Source data
----

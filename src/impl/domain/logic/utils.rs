/// Arithmetic mean. `None` for an empty slice.
pub(crate) fn mean(values: &[f64]) -> Option<f64> {
    if values.is_empty() {
        return None;
    }
    Some(values.iter().sum::<f64>() / values.len() as f64)
}

/// Square root of the mean of squares. `None` for an empty slice.
pub(crate) fn root_mean_square(values: &[f64]) -> Option<f64> {
    mean(&values.iter().map(|v| v * v).collect::<Vec<_>>()).map(f64::sqrt)
}

/// Linearly-interpolated quantile over an ascending-sorted slice.
///
/// Uses the standard `h = (n - 1) * q` definition: the result interpolates
/// between the values at `floor(h)` and `ceil(h)`. `None` for an empty slice.
pub(crate) fn quantile_linear(sorted: &[f64], q: f64) -> Option<f64> {
    if sorted.is_empty() {
        return None;
    }
    let h = (sorted.len() - 1) as f64 * q;
    let lo = h.floor() as usize;
    let hi = h.ceil() as usize;
    Some(sorted[lo] + (h - lo as f64) * (sorted[hi] - sorted[lo]))
}

#[cfg(test)]
mod tests {
    use super::*;

    fn assert_close(a: f64, b: f64) {
        assert!((a - b).abs() < 1e-10, "{a} != {b}");
    }

    #[test]
    fn mean_of_empty_is_none() {
        assert_eq!(mean(&[]), None);
        assert_eq!(root_mean_square(&[]), None);
        assert_eq!(quantile_linear(&[], 0.5), None);
    }

    #[test]
    fn mean_and_rms() {
        assert_close(mean(&[1.0, 2.0, 3.0]).unwrap(), 2.0);
        assert_close(root_mean_square(&[3.0, 4.0]).unwrap(), (12.5f64).sqrt());
    }

    #[test]
    fn quantile_interpolates_linearly() {
        let values = [1.0, 2.0, 3.0, 4.0];
        assert_close(quantile_linear(&values, 0.25).unwrap(), 1.75);
        assert_close(quantile_linear(&values, 0.5).unwrap(), 2.5);
        assert_close(quantile_linear(&values, 0.0).unwrap(), 1.0);
        assert_close(quantile_linear(&values, 1.0).unwrap(), 4.0);
    }

    #[test]
    fn quantile_of_singleton_is_the_value() {
        assert_close(quantile_linear(&[7.5], 1.0 / 6.0).unwrap(), 7.5);
        assert_close(quantile_linear(&[7.5], 5.0 / 6.0).unwrap(), 7.5);
    }

    #[test]
    fn two_thirds_spread_of_pair() {
        // For two values, h = q for the 1/6 and 5/6 quantiles, so the spread
        // covers two-thirds of the gap between them.
        let values = [0.0, 3.0];
        let spread = quantile_linear(&values, 5.0 / 6.0).unwrap()
            - quantile_linear(&values, 1.0 / 6.0).unwrap();
        assert_close(spread, 2.0);
    }
}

----

_WHAT TO PRODUCE_. Repeat each record word for word. Do not leave any out.

_EXERCISE RESPONSE_.
filename src/impl/domain/logic/utils.rs
/// Arithmetic mean. `None` for an empty slice.
pub(crate) fn mean(values: &[f64]) -> Option<f64> {
    if values.is_empty() {
        return None;
    }
    Some(values.iter().sum::<f64>() / values.len() as f64)
}

/// Square root of the mean of squares. `None` for an empty slice.
pub(crate) fn root_mean_square(values: &[f64]) -> Option<f64> {
    mean(&values.iter().map(|v| v * v).collect::<Vec<_>>()).map(f64::sqrt)
}

/// Linearly-interpolated quantile over an ascending-sorted slice.
///
/// Uses the standard `h = (n - 1) * q` definition: the result interpolates
/// between the values at `floor(h)` and `ceil(h)`. `None` for an empty slice.
pub(crate) fn quantile_linear(sorted: &[f64], q: f64) -> Option<f64> {
    if sorted.is_empty() {
        return None;
    }
    let h = (sorted.len() - 1) as f64 * q;
    let lo = h.floor() as usize;
    let hi = h.ceil() as usize;
    Some(sorted[lo] + (h - lo as f64) * (sorted[hi] - sorted[lo]))
}

#[cfg(test)]
mod tests {
    use super::*;

    fn assert_close(a: f64, b: f64) {
        assert!((a - b).abs() < 1e-10, "{a} != {b}");
    }

    #[test]
    fn mean_of_empty_is_none() {
        assert_eq!(mean(&[]), None);
        assert_eq!(root_mean_square(&[]), None);
        assert_eq!(quantile_linear(&[], 0.5), None);
    }

    #[test]
    fn mean_and_rms() {
        assert_close(mean(&[1.0, 2.0, 3.0]).unwrap(), 2.0);
        assert_close(root_mean_square(&[3.0, 4.0]).unwrap(), (12.5f64).sqrt());
    }

    #[test]
    fn quantile_interpolates_linearly() {
        let values = [1.0, 2.0, 3.0, 4.0];
        assert_close(quantile_linear(&values, 0.25).unwrap(), 1.75);
        assert_close(quantile_linear(&values, 0.5).unwrap(), 2.5);
        assert_close(quantile_linear(&values, 0.0).unwrap(), 1.0);
        assert_close(quantile_linear(&values, 1.0).unwrap(), 4.0);
    }

    #[test]
    fn quantile_of_singleton_is_the_value() {
        assert_close(quantile_linear(&[7.5], 1.0 / 6.0).unwrap(), 7.5);
        assert_close(quantile_linear(&[7.5], 5.0 / 6.0).unwrap(), 7.5);
    }

    #[test]
    fn two_thirds_spread_of_pair() {
        // For two values, h = q for the 1/6 and 5/6 quantiles, so the spread
        // covers two-thirds of the gap between them.
        let values = [0.0, 3.0];
        let spread = quantile_linear(&values, 5.0 / 6.0).unwrap()
            - quantile_linear(&values, 1.0 / 6.0).unwrap();
        assert_close(spread, 2.0);
    }
}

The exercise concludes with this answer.